[RECORDS FOR THIS TASK Boundary: Start]
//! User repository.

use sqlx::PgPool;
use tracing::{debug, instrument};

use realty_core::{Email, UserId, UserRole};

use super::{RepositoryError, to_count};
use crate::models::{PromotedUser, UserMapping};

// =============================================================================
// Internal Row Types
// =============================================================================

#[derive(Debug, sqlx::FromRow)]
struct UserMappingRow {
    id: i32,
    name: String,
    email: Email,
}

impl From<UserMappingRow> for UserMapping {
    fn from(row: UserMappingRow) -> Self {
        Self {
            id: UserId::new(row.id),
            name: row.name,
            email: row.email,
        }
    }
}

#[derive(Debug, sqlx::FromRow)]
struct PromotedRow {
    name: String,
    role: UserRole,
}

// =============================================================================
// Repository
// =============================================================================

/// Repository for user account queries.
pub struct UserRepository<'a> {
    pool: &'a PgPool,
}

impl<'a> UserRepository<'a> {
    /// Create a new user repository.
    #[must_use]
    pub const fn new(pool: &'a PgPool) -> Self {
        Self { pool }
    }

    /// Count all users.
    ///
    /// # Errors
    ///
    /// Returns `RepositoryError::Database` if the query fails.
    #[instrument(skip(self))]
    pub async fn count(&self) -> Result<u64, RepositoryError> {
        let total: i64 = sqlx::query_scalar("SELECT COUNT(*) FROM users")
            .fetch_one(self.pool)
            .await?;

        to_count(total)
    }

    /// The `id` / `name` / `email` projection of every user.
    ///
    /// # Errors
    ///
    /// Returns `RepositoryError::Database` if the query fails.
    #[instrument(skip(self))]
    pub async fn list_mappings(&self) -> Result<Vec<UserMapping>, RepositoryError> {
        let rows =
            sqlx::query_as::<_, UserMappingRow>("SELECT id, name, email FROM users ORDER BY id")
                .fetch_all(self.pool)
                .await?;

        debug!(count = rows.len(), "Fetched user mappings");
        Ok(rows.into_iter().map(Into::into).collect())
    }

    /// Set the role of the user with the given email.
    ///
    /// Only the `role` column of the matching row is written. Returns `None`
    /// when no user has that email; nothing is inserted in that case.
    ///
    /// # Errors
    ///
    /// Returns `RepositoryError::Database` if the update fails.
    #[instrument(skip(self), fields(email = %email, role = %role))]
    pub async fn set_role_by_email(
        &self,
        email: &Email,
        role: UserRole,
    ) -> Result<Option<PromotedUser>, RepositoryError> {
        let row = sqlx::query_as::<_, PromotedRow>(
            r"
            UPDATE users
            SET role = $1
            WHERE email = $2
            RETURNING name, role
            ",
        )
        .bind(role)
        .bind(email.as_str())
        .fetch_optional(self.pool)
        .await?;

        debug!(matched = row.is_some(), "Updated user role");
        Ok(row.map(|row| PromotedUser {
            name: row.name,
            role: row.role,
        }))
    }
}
[RECORDS FOR THIS TASK Boundary: End]
[RECORDS FOR THIS TASK Boundary: Start]
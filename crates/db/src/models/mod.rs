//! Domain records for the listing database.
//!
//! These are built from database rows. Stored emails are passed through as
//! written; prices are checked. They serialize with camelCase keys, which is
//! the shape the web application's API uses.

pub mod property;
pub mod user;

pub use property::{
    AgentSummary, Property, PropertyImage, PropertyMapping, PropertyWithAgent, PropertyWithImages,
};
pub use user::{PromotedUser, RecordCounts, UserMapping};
[RECORDS FOR THIS TASK Boundary: End]
* _WORK REQUIRED_: Show the lines above that have the word "PgPool".

* _EXERCISE ANSWER_:
use sqlx::PgPool;
    pool: &'a PgPool,
    pub const fn new(pool: &'a PgPool) -> Self {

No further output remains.